Um livro não consiste só do texto do autor cujo nome figura na capa. Há elementos proporcionados pela equipe editora. E os responsáveis pela publicação ajudam para fazer um livro excelente, sublinha a senhora Cavaliere:

“Só posso elogiar os editores com os quais tenho trabalho para a publicação de meus livros. Tenho tido muita felicidade em estabelecer e concretizar projetos com editores sensíveis, inteligentes, que não apenas editam, mas colaboram para o aprimoramento dos textos, dando sugestões e muitas vezes propondo notas e comentários, que só enriquecem o meu trabalho. Penso ser fundamental trabalhar com editores que, antes de mais nada, amam a literatura e a cultura russas”.

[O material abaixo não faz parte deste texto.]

//! Store contract across all eight backends

use std::rc::Rc;

use proptest::prelude::*;
use userdata_foundation::{BackendKind, ErrorKind, Handle, UserData};
use userdata_store::{HostCapabilities, HostWindows, Userdata, UserdataStore, WindowHost};

/// A host with `n` windows and a store of `kind` over it.
fn fixture(kind: BackendKind, n: usize) -> (Rc<HostWindows>, Userdata, Vec<Handle>) {
    let host = Rc::new(HostWindows::new());
    let handles = (0..n).map(|i| host.create_window(format!("w{i}"))).collect();
    let dyn_host: Rc<dyn WindowHost> = host.clone();
    let store = Userdata::new(kind, &dyn_host).unwrap();
    (host, store, handles)
}

fn ptrs(values: &[i32]) -> Vec<UserData> {
    values.iter().map(UserData::from_ref).collect()
}

// =============================================================================
// Set Then Get
// =============================================================================

#[test]
fn set_then_get_returns_same_pointer() {
    let values = [10, 20, 30, 40];
    let ptrs = ptrs(&values);

    for kind in BackendKind::ALL {
        let (_host, mut store, handles) = fixture(kind, values.len());
        for (h, p) in handles.iter().zip(&ptrs) {
            store.set(*h, *p);
        }

        for (h, p) in handles.iter().zip(&ptrs) {
            assert_eq!(store.get(*h), Some(*p), "{kind}");
        }
    }
}

#[test]
fn repeated_passes_stay_correct() {
    let values = [1, 2, 3];
    let ptrs = ptrs(&values);

    for kind in BackendKind::ALL {
        let (_host, mut store, handles) = fixture(kind, values.len());
        for (h, p) in handles.iter().zip(&ptrs) {
            store.set(*h, *p);
        }

        for _ in 0..5 {
            for (h, p) in handles.iter().zip(&ptrs) {
                assert_eq!(store.get(*h), Some(*p), "{kind}");
            }
        }
    }
}

// =============================================================================
// Not Found
// =============================================================================

#[test]
fn unbound_handle_is_none() {
    let values = [7];
    let ptrs = ptrs(&values);

    for kind in BackendKind::ALL.into_iter().filter(|k| k.is_associative()) {
        let (_host, mut store, handles) = fixture(kind, 2);
        assert_eq!(store.get(handles[0]), None, "{kind} empty");

        store.set(handles[0], ptrs[0]);
        assert_eq!(store.get(handles[1]), None, "{kind}");
    }
}

#[test]
fn empty_direct_slot_is_none() {
    let (_host, mut store, handles) = fixture(BackendKind::DirectSlot, 1);
    assert_eq!(store.get(handles[0]), None);
}

// =============================================================================
// Overwrite
// =============================================================================

#[test]
fn latest_set_wins_without_duplicates() {
    let values = [1, 2];
    let ptrs = ptrs(&values);

    for kind in BackendKind::ALL.into_iter().filter(|k| k.is_associative()) {
        let (host, mut store, handles) = fixture(kind, 2);
        store.set(handles[0], ptrs[0]);
        store.set(handles[1], ptrs[0]);
        store.set(handles[0], ptrs[1]);

        assert_eq!(store.get(handles[0]), Some(ptrs[1]), "{kind}");
        assert_eq!(store.get(handles[1]), Some(ptrs[0]), "{kind}");

        match store.len() {
            Some(len) => assert_eq!(len, 2, "{kind}"),
            None if kind == BackendKind::NativeSlot => {}
            None => assert_eq!(host.prop_count(handles[0]), Some(1), "{kind}"),
        }
    }
}

// =============================================================================
// Factory
// =============================================================================

#[test]
fn descriptions_are_distinct() {
    let mut seen = Vec::new();
    for kind in BackendKind::ALL {
        let (_host, store, _) = fixture(kind, 0);
        assert_eq!(store.kind(), kind);
        assert!(!seen.contains(&store.description()), "{kind}");
        seen.push(store.description());
    }
}

#[test]
fn host_kinds_need_host_capabilities() {
    let host: Rc<dyn WindowHost> =
        Rc::new(HostWindows::with_capabilities(HostCapabilities::none()));

    for kind in BackendKind::ALL {
        let result = Userdata::new(kind, &host);
        if kind.is_host_backed() {
            let err = result.unwrap_err();
            assert!(err.is_configuration(), "{kind}");
            assert!(matches!(err.kind, ErrorKind::Unsupported { kind: k, .. } if k == kind));
        } else {
            assert!(result.is_ok(), "{kind}");
        }
    }
}

#[test]
fn atoms_alone_do_not_enable_atom_properties() {
    let host: Rc<dyn WindowHost> = Rc::new(HostWindows::with_capabilities(
        HostCapabilities::none().with_atoms(true),
    ));
    assert!(Userdata::new(BackendKind::PropertyByAtom, &host).is_err());
}

#[test]
fn in_process_rejects_host_kinds() {
    for kind in BackendKind::ALL {
        assert_eq!(Userdata::in_process(kind).is_ok(), !kind.is_host_backed(), "{kind}");
    }
}

// =============================================================================
// Properties
// =============================================================================

proptest! {
    #[test]
    fn get_returns_last_set_for_every_associative_kind(
        ops in prop::collection::vec((0usize..16, 0usize..4), 1..80)
    ) {
        let values = [0, 1, 2, 3];
        let ptrs = ptrs(&values);

        for kind in BackendKind::ALL.into_iter().filter(|k| k.is_associative()) {
            let (_host, mut store, handles) = fixture(kind, 16);
            let mut expected = [None; 16];

            for &(h, v) in &ops {
                store.set(handles[h], ptrs[v]);
                expected[h] = Some(ptrs[v]);
            }

            for (h, want) in expected.iter().enumerate() {
                prop_assert_eq!(store.get(handles[h]), *want, "{}", kind);
            }
        }
    }
}
//! Host window table, association backends, and the backend factory.
//!
//! This crate provides:
//! - [`WindowHost`] - The windowing-system collaborator, with [`HostWindows`]
//!   as an in-process implementation
//! - [`UserdataStore`] - The contract every backend satisfies
//! - Eight backends, from a direct-slot array to an unsorted vector
//! - [`Userdata`] - The closed set of backends, built by kind

#![warn(missing_docs)]
#![warn(clippy::all)]
#![warn(clippy::pedantic)]

pub mod backend;
pub mod factory;
pub mod host;
pub mod store;

pub use backend::{
    DirectSlotArray, HashMapStore, NativeSlot, OrderedMapStore, PROPERTY_NAME, PropertyByAtom,
    PropertyByName, SortedVecStore, UnsortedVecStore,
};
pub use factory::Userdata;
pub use host::{HostCapabilities, HostWindows, WindowHost};
pub use store::UserdataStore;
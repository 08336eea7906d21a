//! A benchmark session.
//!
//! [`App`] plays the windowing application: it creates a main window and one
//! label window per grid cell, gives every label a random value, binds the
//! values through the configured store, and measures on request.

use std::cell::Cell;
use std::rc::Rc;

use rand::{Rng, SeedableRng};
use rand_chacha::ChaCha8Rng;
use tracing::{debug, info};

use userdata_foundation::{Handle, Result, UserData};
use userdata_store::{HostWindows, Userdata, UserdataStore, WindowHost};

use crate::bench::{BenchReport, benchmark_userdata_access};
use crate::config::BenchConfig;
use crate::grid::GridInfo;

/// Text of the main window until the first measurement.
pub const MAIN_WINDOW_TEXT: &str = "Press 'g' to measure userdata access";

/// A session owning a host, its windows, their values, and a store.
///
/// The value array is allocated once and never resized, so the pointers the
/// store holds stay valid for the session's lifetime.
#[derive(Debug)]
pub struct App {
    config: BenchConfig,
    host: Rc<HostWindows>,
    main_window: Handle,
    labels: Vec<Handle>,
    data: Vec<Cell<i32>>,
    store: Userdata,
}

impl App {
    /// Builds the store, creates the windows, and binds a value to each label.
    ///
    /// # Errors
    ///
    /// Returns a configuration error if the config is invalid or the backend
    /// needs a host primitive that is not available.
    pub fn new(config: BenchConfig) -> Result<Self> {
        config.validate()?;
        let count = config.handle_count()?;

        let host = Rc::new(HostWindows::with_capabilities(config.capabilities));
        let dyn_host: Rc<dyn WindowHost> = host.clone();
        let store = Userdata::with_capacity(config.kind, &dyn_host, count)?;

        let main_window = host.create_window(MAIN_WINDOW_TEXT);
        let labels = create_labels(&host, &config.grid);
        let data = create_data(labels.len(), config.seed);

        let mut app = Self {
            config,
            host,
            main_window,
            labels,
            data,
            store,
        };
        app.bind_userdata();

        info!(
            kind = %app.config.kind,
            handles = app.labels.len(),
            samples = app.config.samples,
            "session ready"
        );
        Ok(app)
    }

    fn bind_userdata(&mut self) {
        for (label, value) in self.labels.iter().zip(self.data.iter()) {
            self.store.set(*label, UserData::from_ref(value));
        }
        debug!(count = self.labels.len(), "bound userdata");
    }

    /// Runs one measurement with the configured sample count.
    ///
    /// The report is also written to the main window's text.
    ///
    /// # Errors
    ///
    /// Returns an error if the backend lost or confused an association.
    pub fn benchmark(&mut self) -> Result<BenchReport> {
        // SAFETY: every label was bound to a cell of `self.data`, which lives
        // as long as `self` and is never reallocated.
        let report = unsafe {
            benchmark_userdata_access(
                &mut self.store,
                &self.labels,
                &self.data,
                self.config.samples,
            )
        }?;

        self.host.set_window_text(self.main_window, report.to_string());
        info!(
            kind = %report.kind,
            average_ns = report.average_ns,
            total_ns = report.total_ns,
            "{report}"
        );
        Ok(report)
    }

    /// Returns the configuration.
    #[must_use]
    pub fn config(&self) -> &BenchConfig {
        &self.config
    }

    /// Returns the host.
    #[must_use]
    pub fn host(&self) -> &HostWindows {
        &self.host
    }

    /// Returns the main window.
    #[must_use]
    pub fn main_window(&self) -> Handle {
        self.main_window
    }

    /// Returns the label windows, in binding order.
    #[must_use]
    pub fn labels(&self) -> &[Handle] {
        &self.labels
    }

    /// Returns a copy of the current values, in label order.
    #[must_use]
    pub fn values(&self) -> Vec<i32> {
        self.data.iter().map(Cell::get).collect()
    }

    /// Returns the store.
    #[must_use]
    pub fn store(&self) -> &Userdata {
        &self.store
    }

    /// Destroys the main window. Label windows go with the session.
    pub fn quit(&mut self) {
        self.host.destroy_window(self.main_window);
        debug!("main window destroyed");
    }
}

fn create_labels(host: &HostWindows, grid: &GridInfo) -> Vec<Handle> {
    grid.cells().map(|cell| host.create_window(cell.to_string())).collect()
}

fn create_data(count: usize, seed: u64) -> Vec<Cell<i32>> {
    let mut rng = ChaCha8Rng::seed_from_u64(seed);
    (0..count)
        .map(|_| Cell::new(rng.gen_range(0..BenchConfig::VALUE_RANGE)))
        .collect()
}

Uma das editoras mais conhecidas no Brasil, a Editora 34, dará neste ano uma continuação considerável à sua Coleção Leste, projeto dedicado à literatura russa. Segundo o editor da Coleção, Cide Piquet, há vários títulos, entre eles dois inéditos proeminentes. São “Contos de Kolyma” de Varlam Shalamov, traduzidos por Denise Sales, Elena Vassilevich, Lucas Simone, Cecília Rosas, Marina Tenório e Nivaldo dos Santos, e “A Escavação”, de Andrei Platonov, tradução de Mário Francisco Ramos (brasileiro, professor de literatura russa na USP) e Yulia Mikaelyan (russa, tradutora e professora, hoje vivendo no Brasil).